Frank Earl edited this page Dec 12, 2019 · 5 revisions

Runlevels in runit are quite a bit more sophisticated than the sysvinit and similar solutions, which are fixed in nature and are on a sliding scale from 0 to 6, with 0 being stop, 6 being reboot, and the others being an odd mix of single user, no-X11, multiuser/X11, etc. with 5 being the typical runlevel in a sysvinit (Multi-user, X11) based system. One of the takeaways from things here is that you do not need to specify a 0 or a 6. These are taken care of explicitly by the supervision system for all services running and you need only define normal operation and special cases for maintenance, etc. of the system which provide for subsets of what services including a root login TTY for single user modes, etc. This describes how one would set up runlevels other than the default one.

Prepare runit

If not yet done, configure your system to use runit as PID 1 by following the instructions for replacing init. Some distributions (e.g. Void Linux/PHA-Linux) will do this for you automatically as they use runit exclusively as the init system.
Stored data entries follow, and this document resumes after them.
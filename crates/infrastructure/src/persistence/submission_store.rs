//! SQLite submission store
//!
//! The insert path is generic over table and columns; identifiers are
//! restricted to `[a-z_]` so they can be interpolated into the statement.
//! Values are always bound.

use application::ports::{
    RecordId, SUBMISSIONS_TABLE, StorageError, StorageRecord, StoredSubmission,
    SubmissionStorePort,
};
use async_trait::async_trait;
use chrono::{DateTime, Utc};
use domain::SubmissionStatus;
use sqlx::SqlitePool;
use tracing::{debug, instrument, warn};

use super::error::map_sqlx_error;

/// sqlx-backed implementation of [`SubmissionStorePort`]
#[derive(Debug, Clone)]
pub struct SqliteSubmissionStore {
    pool: SqlitePool,
}

impl SqliteSubmissionStore {
    #[must_use]
    pub const fn new(pool: SqlitePool) -> Self {
        Self { pool }
    }

    fn check_identifier(name: &str) -> Result<(), StorageError> {
        let valid = !name.is_empty() && name.bytes().all(|b| b.is_ascii_lowercase() || b == b'_');
        if valid {
            Ok(())
        } else {
            Err(StorageError::InvalidIdentifier(name.to_string()))
        }
    }

    fn insert_statement(record: &StorageRecord) -> Result<String, StorageError> {
        Self::check_identifier(&record.table)?;
        if record.fields.is_empty() {
            return Err(StorageError::Query(format!(
                "No columns given for insert into {}",
                record.table
            )));
        }

        let mut columns = Vec::with_capacity(record.fields.len());
        for (column, _) in &record.fields {
            Self::check_identifier(column)?;
            columns.push(column.as_str());
        }
        let placeholders = (1..=columns.len())
            .map(|i| format!("${i}"))
            .collect::<Vec<_>>()
            .join(", ");

        Ok(format!(
            "INSERT INTO {} ({}) VALUES ({placeholders})",
            record.table,
            columns.join(", ")
        ))
    }
}

#[async_trait]
impl SubmissionStorePort for SqliteSubmissionStore {
    #[instrument(skip(self, record), fields(table = %record.table, columns = record.fields.len()))]
    async fn insert(&self, record: &StorageRecord) -> Result<RecordId, StorageError> {
        let statement = Self::insert_statement(record)?;

        let mut query = sqlx::query(&statement);
        for (_, value) in &record.fields {
            query = query.bind(value.as_deref());
        }

        let result = query.execute(&self.pool).await.map_err(map_sqlx_error)?;
        let id = RecordId(result.last_insert_rowid());
        debug!(%id, "Row inserted");
        Ok(id)
    }

    #[instrument(skip(self))]
    async fn list_recent(
        &self,
        status: Option<SubmissionStatus>,
        limit: u32,
    ) -> Result<Vec<StoredSubmission>, StorageError> {
        let statement = format!(
            "SELECT id, request_id, kind, name, email, phone, subject, message, company, \
             project_type, budget, timeline, created_at, status, notes \
             FROM {SUBMISSIONS_TABLE} \
             WHERE ($1 IS NULL OR status = $1) \
             ORDER BY id DESC LIMIT $2"
        );

        let rows: Vec<SubmissionRow> = sqlx::query_as(&statement)
            .bind(status.map(|s| s.as_str()))
            .bind(i64::from(limit))
            .fetch_all(&self.pool)
            .await
            .map_err(map_sqlx_error)?;

        rows.into_iter().map(SubmissionRow::into_stored).collect()
    }

    #[instrument(skip(self, notes), fields(status = %status))]
    async fn set_status(
        &self,
        id: i64,
        status: SubmissionStatus,
        notes: Option<String>,
    ) -> Result<(), StorageError> {
        let result = match notes {
            Some(notes) => {
                sqlx::query(&format!(
                    "UPDATE {SUBMISSIONS_TABLE} SET status = $1, notes = $2 WHERE id = $3"
                ))
                .bind(status.as_str())
                .bind(notes)
                .bind(id)
                .execute(&self.pool)
                .await
            },
            None => {
                sqlx::query(&format!(
                    "UPDATE {SUBMISSIONS_TABLE} SET status = $1 WHERE id = $2"
                ))
                .bind(status.as_str())
                .bind(id)
                .execute(&self.pool)
                .await
            },
        }
        .map_err(map_sqlx_error)?;

        if result.rows_affected() == 0 {
            return Err(StorageError::NotFound(id));
        }
        debug!("Status updated");
        Ok(())
    }

    async fn is_available(&self) -> bool {
        match sqlx::query_scalar::<_, i64>("SELECT 1")
            .fetch_one(&self.pool)
            .await
        {
            Ok(_) => true,
            Err(e) => {
                warn!(error = %e, "Database health check failed");
                false
            },
        }
    }
}

/// Row type for submission queries
#[derive(sqlx::FromRow)]
struct SubmissionRow {
    id: i64,
    request_id: Option<String>,
    kind: String,
    name: String,
    email: String,
    phone: Option<String>,
    subject: Option<String>,
    message: String,
    company: Option<String>,
    project_type: Option<String>,
    budget: Option<String>,
    timeline: Option<String>,
    created_at: String,
    status: String,
    notes: Option<String>,
}

impl SubmissionRow {
    fn into_stored(self) -> Result<StoredSubmission, StorageError> {
        let status = self
            .status
            .parse::<SubmissionStatus>()
            .map_err(|e| StorageError::Query(e.to_string()))?;

        Ok(StoredSubmission {
            id: self.id,
            request_id: self.request_id,
            kind: self.kind,
            name: self.name,
            email: self.email,
            phone: self.phone,
            subject: self.subject,
            message: self.message,
            company: self.company,
            project_type: self.project_type,
            budget: self.budget,
            timeline: self.timeline,
            created_at: parse_datetime(&self.created_at)?,
            status,
            notes: self.notes,
        })
    }
}

fn parse_datetime(s: &str) -> Result<DateTime<Utc>, StorageError> {
    DateTime::parse_from_rfc3339(s)
        .map(|dt| dt.with_timezone(&Utc))
        .map_err(|e| StorageError::Query(format!("Invalid datetime {s:?}: {e}")))
}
Once ready, create the following directories and symbolic links if not already provided by the distribution :

# mkdir -p /etc/runit/runsvdir/default
# mkdir -p /etc/runit/runsvdir/single
# ln -s /etc/sv/getty-5 /etc/runit/runsvdir/single/
# ln -s default /etc/runit/runsvdir/current

This will set up a baseline runlevel (default) and a single-user one that can be selected by the runsvdir command later.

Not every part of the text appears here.